**Task requirements:** Each line starting at the one that contains "Copy, PartialEq, Eq, Serialize, schemars::JsonSchema)]" and ending at the one that contains "waiting to activate." must be returned exactly, and the rest of the listing is left out.

--- --- ---

//! Cache inspection MCP tools.
//!
//! This module provides read-only views over the arbiter's cache store.

pub mod get;
pub mod list;

pub use get::{CacheGetParams, get_impl};
pub use list::list_impl;
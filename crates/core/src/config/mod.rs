//! Application configuration with layered loading.
//!
//! This module provides configuration management using figment for layered
//! configuration loading from multiple sources:
//!
//! 1. Environment variables (WAYSTATION_*)
//! 2. TOML config file (if WAYSTATION_CONFIG_FILE set)
//! 3. Built-in defaults

use std::path::PathBuf;
use std::time::Duration;

use figment::{
    Figment,
    providers::{Env, Format, Serialized, Toml},
};
use serde::{Deserialize, Serialize};

use crate::manifest::{MatchMode, StaticManifest};
use crate::version::VersionRegistry;

mod validation;

pub use validation::ConfigError;

/// Application configuration with layered loading.
///
/// Loading precedence (highest wins):
/// 1. Environment variables (WAYSTATION_*)
/// 2. TOML config file (if WAYSTATION_CONFIG_FILE set)
/// 3. Built-in defaults
#[derive(Debug, Clone, Serialize, Deserialize)]
pub struct AppConfig {
    /// Deployment version tag. Bump it whenever a static asset changes.
    ///
    /// Set via WAYSTATION_VERSION_TAG environment variable.
    #[serde(default = "default_version_tag")]
    pub version_tag: String,

    /// Origin the application is served from; manifest paths resolve against it.
    ///
    /// Set via WAYSTATION_ORIGIN environment variable.
    #[serde(default = "default_origin")]
    pub origin: String,

    /// Relative paths pre-cached at install time.
    ///
    /// Set via WAYSTATION_STATIC_MANIFEST environment variable (`[/, /app.js]`).
    #[serde(default = "default_static_manifest")]
    pub static_manifest: Vec<String>,

    /// Page served to offline navigations that have no cached entry.
    ///
    /// Set via WAYSTATION_DEFAULT_DOCUMENT environment variable.
    #[serde(default = "default_document")]
    pub default_document: String,

    /// Classification mode for static assets.
    ///
    /// Set via WAYSTATION_MATCH_MODE environment variable (`substring` or `exact_path`).
    #[serde(default)]
    pub match_mode: MatchMode,

    /// Activate right after a successful install instead of waiting for SKIP_WAITING.
    ///
    /// Set via WAYSTATION_SKIP_WAITING environment variable.
    #[serde(default = "default_true")]
    pub skip_waiting: bool,

    /// Path to SQLite cache database.
    ///
    /// Set via WAYSTATION_DB_PATH environment variable.
    #[serde(default = "default_db_path")]
    pub db_path: PathBuf,

    /// User-Agent string for HTTP requests.
    ///
    /// Set via WAYSTATION_USER_AGENT environment variable.
    #[serde(default = "default_user_agent")]
    pub user_agent: String,

    /// Maximum bytes to fetch per request.
    ///
    /// Set via WAYSTATION_MAX_BYTES environment variable.
    #[serde(default = "default_max_bytes")]
    pub max_bytes: usize,

    /// HTTP request timeout in milliseconds.
    ///
    /// Set via WAYSTATION_TIMEOUT_MS environment variable.
    #[serde(default = "default_timeout_ms")]
    pub timeout_ms: u64,
}

fn default_version_tag() -> String {
    "v1".into()
}

fn default_origin() -> String {
    "http://localhost:8080".into()
}

fn default_static_manifest() -> Vec<String> {
    [
        "/",
        "/index.html",
        "/styles.css",
        "/app.js",
        "/manifest.json",
        "/icons/icon-192.png",
        "/icons/icon-512.png",
    ]
    .into_iter()
    .map(String::from)
    .collect()
}

fn default_document() -> String {
    "/index.html".into()
}

fn default_db_path() -> PathBuf {
    PathBuf::from("./waystation-cache.sqlite")
}

fn default_user_agent() -> String {
    "waystation/0.1".into()
}

fn default_max_bytes() -> usize {
    5_242_880 // 5MB
}

fn default_timeout_ms() -> u64 {
    20_000
}

fn default_true() -> bool {
    true
}

impl Default for AppConfig {
    fn default() -> Self {
        Self {
            version_tag: default_version_tag(),
            origin: default_origin(),
            static_manifest: default_static_manifest(),
            default_document: default_document(),
            match_mode: MatchMode::default(),
            skip_waiting: true,
            db_path: default_db_path(),
            user_agent: default_user_agent(),
            max_bytes: default_max_bytes(),
            timeout_ms: default_timeout_ms(),
        }
    }
}

impl AppConfig {
    /// Timeout as Duration for use with reqwest/tokio.
    pub fn timeout(&self) -> Duration {
        Duration::from_millis(self.timeout_ms)
    }

    /// Version registry for the configured tag.
    pub fn version_registry(&self) -> VersionRegistry {
        VersionRegistry::new(self.version_tag.clone())
    }

    /// Static manifest with the configured match mode.
    pub fn manifest(&self) -> StaticManifest {
        StaticManifest::new(self.static_manifest.clone()).with_match_mode(self.match_mode)
    }

    /// Load configuration from all sources with layered precedence.
    ///
    /// Priority (highest wins):
    /// 1. Environment variables prefixed with `WAYSTATION_`
    /// 2. TOML file from `WAYSTATION_CONFIG_FILE` (if set)
    /// 3. Built-in defaults via `Default::default()`
    ///
    /// # Errors
    ///
    /// Returns `ConfigError` if:
    /// - Configuration file cannot be read
    /// - Environment variables cannot be parsed
    /// - Validation fails after loading
    pub fn load() -> Result<Self, ConfigError> {
        let config: Self = Self::figment()
            .extract()
            .map_err(|e| ConfigError::LoadFailed(e.to_string()))?;

        config.validate()?;

        Ok(config)
    }

    fn figment() -> Figment {
        let mut figment = Figment::from(Serialized::defaults(Self::default()));

        if let Ok(config_path) = std::env::var("WAYSTATION_CONFIG_FILE") {
            figment = figment.merge(Toml::file(&config_path));
        }

        figment.merge(
            Env::prefixed("WAYSTATION_")
                .ignore(&["CONFIG_FILE"])
                .map(|key| key.as_str().to_lowercase().into())
                .split("__"),
        )
    }
}
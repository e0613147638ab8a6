//! Observability hook for the arbiter.
//!
//! Failures the arbiter swallows (cache writes, cache reads) and lifecycle
//! transitions are reported here instead of being printed directly.

use super::strategy::{ResponseSource, Strategy};

/// Something worth knowing about that does not change the response.
#[derive(Debug, Clone, PartialEq, Eq)]
pub enum ArbiterEvent {
    Served { url: String, strategy: Strategy, source: ResponseSource, status: u16 },
    Passthrough { url: String },
    CacheReadFailed { partition: String, url: String, error: String },
    CacheWriteFailed { partition: String, url: String, error: String },
    InstallStarted { version: String, assets: usize },
    Installed { version: String, entries: usize },
    InstallFailed { version: String, error: String },
    GenerationEvicted { name: String },
    ClientsClaimed { version: String },
    CachesCleared { deleted: usize },
    ControlIgnored { kind: String },
}

/// Receives arbiter events. Implementations must not block.
pub trait ArbiterObserver: Send + Sync {
    fn observe(&self, event: &ArbiterEvent);
}

/// Default observer: forwards every event to `tracing`.
#[derive(Debug, Clone, Copy, Default)]
pub struct TracingObserver;

impl ArbiterObserver for TracingObserver {
    fn observe(&self, event: &ArbiterEvent) {
        match event {
            ArbiterEvent::Served { url, strategy, source, status } => {
                tracing::debug!(%url, %strategy, %source, status, "request served");
            }
            ArbiterEvent::Passthrough { url } => {
                tracing::trace!(%url, "request not intercepted");
            }
            ArbiterEvent::CacheReadFailed { partition, url, error } => {
                tracing::warn!(%partition, %url, %error, "cache read failed; treating as miss");
            }
            ArbiterEvent::CacheWriteFailed { partition, url, error } => {
                tracing::warn!(%partition, %url, %error, "cache write failed; response still delivered");
            }
            ArbiterEvent::InstallStarted { version, assets } => {
                tracing::info!(%version, assets, "installing static assets");
            }
            ArbiterEvent::Installed { version, entries } => {
                tracing::info!(%version, entries, "static assets cached");
            }
            ArbiterEvent::InstallFailed { version, error } => {
                tracing::error!(%version, %error, "install failed; previous generation stays live");
            }
            ArbiterEvent::GenerationEvicted { name } => {
                tracing::info!(cache = %name, "evicted stale cache");
            }
            ArbiterEvent::ClientsClaimed { version } => {
                tracing::info!(%version, "clients claimed");
            }
            ArbiterEvent::CachesCleared { deleted } => {
                tracing::info!(deleted, "all caches cleared");
            }
            ArbiterEvent::ControlIgnored { kind } => {
                tracing::debug!(%kind, "ignoring control message");
            }
        }
    }
}
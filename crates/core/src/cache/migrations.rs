//! Partition store schema.
//!
//! Each step runs inside its own transaction together with its row in the
//! `schema_migrations` ledger, so a failed step leaves neither half behind.

use tokio_rusqlite::{Connection, params, rusqlite};

use super::Error;

/// One schema step.
#[derive(Debug, Clone, Copy)]
pub(crate) struct Migration {
    pub version: i64,
    pub name: &'static str,
    pub sql: &'static str,
}

/// Schema steps in application order.
pub(crate) const MIGRATIONS: &[Migration] = &[
    Migration { version: 1, name: "partitions", sql: include_str!("../../migrations/001_caches.sql") },
    Migration { version: 2, name: "get_entries", sql: include_str!("../../migrations/002_cache_entries.sql") },
];

/// Bring the schema up to date.
pub async fn run(conn: &Connection) -> Result<(), Error> {
    conn.call(|conn| apply(conn, MIGRATIONS)).await.map_err(Error::from)
}

fn apply(conn: &mut rusqlite::Connection, migrations: &[Migration]) -> Result<(), Error> {
    conn.execute_batch(
        "CREATE TABLE IF NOT EXISTS schema_migrations (
            version INTEGER PRIMARY KEY,
            name TEXT NOT NULL,
            applied_at TEXT NOT NULL
        )",
    )?;

    let applied: i64 = conn.query_row("SELECT COALESCE(MAX(version), 0) FROM schema_migrations", [], |row| row.get(0))?;

    for migration in migrations.iter().filter(|m| m.version > applied) {
        let failed = |e: rusqlite::Error| Error::MigrationFailed(format!("{} ({}): {e}", migration.version, migration.name));

        let tx = conn.transaction().map_err(failed)?;
        tx.execute_batch(migration.sql).map_err(failed)?;
        tx.execute(
            "INSERT INTO schema_migrations (version, name, applied_at) VALUES (?1, ?2, ?3)",
            params![migration.version, migration.name, chrono::Utc::now().to_rfc3339()],
        )
        .map_err(failed)?;
        tx.commit().map_err(failed)?;

        tracing::debug!(version = migration.version, name = migration.name, "applied schema step");
    }

    Ok(())
}
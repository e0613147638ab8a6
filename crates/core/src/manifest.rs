//! Static asset manifest and request classification.
//!
//! The default [`MatchMode::Substring`] reports a URL as static when any
//! manifest entry occurs anywhere in it. This admits false positives (a
//! manifest containing `/` matches every URL); [`MatchMode::ExactPath`] is an
//! explicit opt-in for path equality instead.

use serde::{Deserialize, Serialize};
use url::Url;

/// How URLs are compared against manifest entries.
#[derive(Debug, Clone, Copy, Default, PartialEq, Eq, Serialize, Deserialize, schemars::JsonSchema)]
#[serde(rename_all = "snake_case")]
pub enum MatchMode {
    /// Entry is contained anywhere in the full URL string.
    #[default]
    Substring,
    /// Entry equals the URL path (query ignored).
    ExactPath,
}

/// Ordered list of relative paths pre-cached at install time.
#[derive(Debug, Clone, PartialEq, Eq)]
pub struct StaticManifest {
    paths: Vec<String>,
    mode: MatchMode,
}

impl StaticManifest {
    pub fn new(paths: Vec<String>) -> Self {
        Self { paths, mode: MatchMode::default() }
    }

    pub fn with_match_mode(mut self, mode: MatchMode) -> Self {
        self.mode = mode;
        self
    }

    pub fn paths(&self) -> &[String] {
        &self.paths
    }

    /// Whether a resolved URL names a static asset.
    pub fn is_static(&self, url: &Url) -> bool {
        match self.mode {
            MatchMode::Substring => {
                let url = url.as_str();
                self.paths.iter().any(|path| url.contains(path.as_str()))
            }
            MatchMode::ExactPath => self.paths.iter().any(|path| url.path() == path),
        }
    }
}
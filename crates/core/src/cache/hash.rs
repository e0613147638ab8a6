//! Request-identity cache key generation.

use sha2::{Digest, Sha256};

/// Compute the storage key for a request identified by method and URL.
pub fn compute_request_key(method: &str, url: &str) -> String {
    let mut hasher = Sha256::new();
    hasher.update(method.to_ascii_uppercase().as_bytes());
    hasher.update(b"\n");
    hasher.update(url.as_bytes());
    hex::encode(hasher.finalize())
}
//! Install, activate and control-message handling.
//!
//! Lifecycle events are serialised through the arbiter's lifecycle mutex.
//! Fetches do not take that lock, so a request in flight during activation
//! may see either generation.

use std::fmt;

use futures_util::future::join_all;
use serde::Serialize;
use waystation_core::{Error, Partition, ProxyRequest, ProxyResponse, VersionRegistry};

use super::CacheArbiter;
use super::observer::ArbiterEvent;
use crate::fetch::resolve;

/// Per-deployment lifecycle state.
#[derive(Debug, Clone, Copy, PartialEq, Eq, Serialize, schemars::JsonSchema)]
#[serde(rename_all = "lowercase")]
pub enum LifecycleState {
    /// Constructed; nothing installed yet.
    Idle,
    Installing,
    /// Installed and waiting to activate.
    Installed,
    Activating,
    Active,
    /// The last install attempt failed; it may be retried.
    Failed,
}

impl fmt::Display for LifecycleState {
    fn fmt(&self, f: &mut fmt::Formatter<'_>) -> fmt::Result {
        f.write_str(match self {
            LifecycleState::Idle => "idle",
            LifecycleState::Installing => "installing",
            LifecycleState::Installed => "installed",
            LifecycleState::Activating => "activating",
            LifecycleState::Active => "active",
            LifecycleState::Failed => "failed",
        })
    }
}

/// Messages a page can post to the arbiter.
#[derive(Debug, Clone, PartialEq, Eq)]
pub enum ControlMessage {
    /// `SKIP_WAITING`: activate a waiting installation now.
    SkipWaiting,
    /// `CLEAR_CACHE`: delete every partition and claim clients.
    ClearCache,
    /// Anything else; ignored.
    Unknown(String),
}

impl ControlMessage {
    /// Parse the message's `type` field.
    pub fn from_type(kind: &str) -> Self {
        match kind {
            "SKIP_WAITING" => ControlMessage::SkipWaiting,
            "CLEAR_CACHE" => ControlMessage::ClearCache,
            other => ControlMessage::Unknown(other.to_string()),
        }
    }
}

#[derive(Debug, Clone, PartialEq, Eq, Serialize, schemars::JsonSchema)]
pub struct ActivationReport {
    pub version: String,
    /// Partitions deleted because they belong to another generation.
    pub evicted: Vec<String>,
}

#[derive(Debug, Clone, PartialEq, Eq, Serialize, schemars::JsonSchema)]
pub struct InstallReport {
    pub version: String,
    pub cached: usize,
    /// Present when the installation skipped waiting and activated at once.
    pub activation: Option<ActivationReport>,
}

#[derive(Debug, Clone, PartialEq, Eq, Serialize, schemars::JsonSchema)]
#[serde(tag = "outcome", rename_all = "snake_case")]
pub enum ControlOutcome {
    Activated(ActivationReport),
    Cleared { deleted: Vec<String> },
    Ignored { reason: String },
}

impl CacheArbiter {
    /// Pre-cache the manifest into the static partition.
    ///
    /// All-or-nothing: if any asset fails to fetch or is not ok, nothing is
    /// stored, the state becomes [`LifecycleState::Failed`] and
    /// [`Error::InstallFailed`] is returned. Stale generations are untouched.
    /// With `skip_waiting` set, a successful install activates immediately.
    ///
    /// The first install after construction keeps serving whatever generation
    /// an earlier deployment left in the store until activation.
    pub async fn on_install(&self) -> Result<InstallReport, Error> {
        let _lifecycle = self.lifecycle.lock().await;
        if self.state().await == LifecycleState::Idle {
            self.adopt_previous_generation().await;
        }
        self.set_state(LifecycleState::Installing).await;
        self.observer.observe(&ArbiterEvent::InstallStarted {
            version: self.version.tag().to_string(),
            assets: self.manifest.paths().len(),
        });

        let cached = match self.precache().await {
            Ok(cached) => cached,
            Err(e) => {
                let err = match e {
                    Error::InstallFailed(_) => e,
                    other => Error::InstallFailed(other.to_string()),
                };
                self.set_state(LifecycleState::Failed).await;
                self.observer.observe(&ArbiterEvent::InstallFailed {
                    version: self.version.tag().to_string(),
                    error: err.to_string(),
                });
                return Err(err);
            }
        };

        self.set_state(LifecycleState::Installed).await;
        self.observer.observe(&ArbiterEvent::Installed { version: self.version.tag().to_string(), entries: cached });

        let activation = if self.skip_waiting { Some(self.activate_locked().await?) } else { None };

        Ok(InstallReport { version: self.version.tag().to_string(), cached, activation })
    }

    /// Evict every partition outside the current generation, then claim clients.
    ///
    /// Only an installed or already active generation can be activated.
    /// From any other state this returns [`Error::InvalidState`] and the
    /// store is left alone.
    pub async fn on_activate(&self) -> Result<ActivationReport, Error> {
        let _lifecycle = self.lifecycle.lock().await;
        let state = self.state().await;
        if !matches!(state, LifecycleState::Installed | LifecycleState::Active) {
            return Err(Error::InvalidState(format!(
                "cannot activate {} while {state}; install it first",
                self.version.tag()
            )));
        }
        self.activate_locked().await
    }

    /// Handle a control message from a page. Unknown messages are ignored.
    pub async fn on_control_message(&self, message: ControlMessage) -> Result<ControlOutcome, Error> {
        match message {
            ControlMessage::SkipWaiting => {
                let _lifecycle = self.lifecycle.lock().await;
                let state = self.state().await;
                if state != LifecycleState::Installed {
                    tracing::debug!(%state, "SKIP_WAITING with no waiting installation");
                    return Ok(ControlOutcome::Ignored { reason: format!("no waiting installation (state: {state})") });
                }
                Ok(ControlOutcome::Activated(self.activate_locked().await?))
            }
            ControlMessage::ClearCache => {
                let _lifecycle = self.lifecycle.lock().await;
                let mut deleted = Vec::new();
                for name in self.store.keys().await? {
                    if self.store.delete(&name).await? {
                        deleted.push(name);
                    }
                }
                self.observer.observe(&ArbiterEvent::CachesCleared { deleted: deleted.len() });
                *self.serving.write().await = self.version.clone();
                self.claim_clients();
                Ok(ControlOutcome::Cleared { deleted })
            }
            ControlMessage::Unknown(kind) => {
                self.observer.observe(&ArbiterEvent::ControlIgnored { kind: kind.clone() });
                Ok(ControlOutcome::Ignored { reason: format!("unrecognised message type: {kind}") })
            }
        }
    }

    /// Fetch every manifest asset, then store them in one atomic write.
    async fn precache(&self) -> Result<usize, Error> {
        let partition = self.version.partition_name(Partition::Static);
        self.store.open(&partition).await?;

        let requests = self
            .manifest
            .paths()
            .iter()
            .map(|path| {
                resolve(&self.origin, path)
                    .map(ProxyRequest::get)
                    .map_err(|e| Error::InstallFailed(format!("{path}: {e}")))
            })
            .collect::<Result<Vec<_>, _>>()?;

        let results = join_all(requests.iter().map(|request| self.network.fetch(request))).await;

        let mut entries: Vec<(ProxyRequest, ProxyResponse)> = Vec::with_capacity(requests.len());
        for (request, result) in requests.into_iter().zip(results) {
            let response = result.map_err(|e| Error::InstallFailed(format!("{}: {e}", request.url)))?;
            if !response.is_ok() {
                return Err(Error::InstallFailed(format!("{}: status {}", request.url, response.status.as_u16())));
            }
            entries.push((request, response));
        }

        self.store.put_all(&partition, &entries).await?;
        Ok(entries.len())
    }

    /// Activation body; caller holds the lifecycle lock.
    async fn activate_locked(&self) -> Result<ActivationReport, Error> {
        let previous = self.state().await;
        self.set_state(LifecycleState::Activating).await;

        let evicted = match self.evict_stale().await {
            Ok(evicted) => evicted,
            Err(e) => {
                self.set_state(previous).await;
                return Err(e);
            }
        };

        *self.serving.write().await = self.version.clone();
        self.claim_clients();
        self.set_state(LifecycleState::Active).await;

        Ok(ActivationReport { version: self.version.tag().to_string(), evicted })
    }

    /// Serve from the most recently created generation other than the
    /// configured one, if the store holds any.
    async fn adopt_previous_generation(&self) {
        let names = match self.store.keys().await {
            Ok(names) => names,
            Err(e) => {
                tracing::warn!(error = %e, "could not list partitions, serving the configured version");
                return;
            }
        };

        let previous = names
            .iter()
            .rev()
            .filter_map(|name| VersionRegistry::from_partition_name(name))
            .find(|registry| *registry != self.version);

        if let Some(previous) = previous {
            tracing::info!(serving = previous.tag(), installing = self.version.tag(), "serving previous generation");
            *self.serving.write().await = previous;
        }
    }

    async fn evict_stale(&self) -> Result<Vec<String>, Error> {
        let mut evicted = Vec::new();
        for name in self.store.keys().await? {
            if self.version.is_live(&name) {
                continue;
            }
            if self.store.delete(&name).await? {
                self.observer.observe(&ArbiterEvent::GenerationEvicted { name: name.clone() });
                evicted.push(name);
            }
        }
        Ok(evicted)
    }

    async fn set_state(&self, next: LifecycleState) {
        let mut state = self.state.write().await;
        tracing::debug!(from = %*state, to = %next, version = self.version.tag(), "lifecycle transition");
        *state = next;
    }
}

--- --- ---

**Response to this task:**
#[derive(Debug, Clone, Copy, PartialEq, Eq, Serialize, schemars::JsonSchema)]
#[serde(rename_all = "lowercase")]
pub enum LifecycleState {
    /// Constructed; nothing installed yet.
    Idle,
    Installing,
    /// Installed and waiting to activate.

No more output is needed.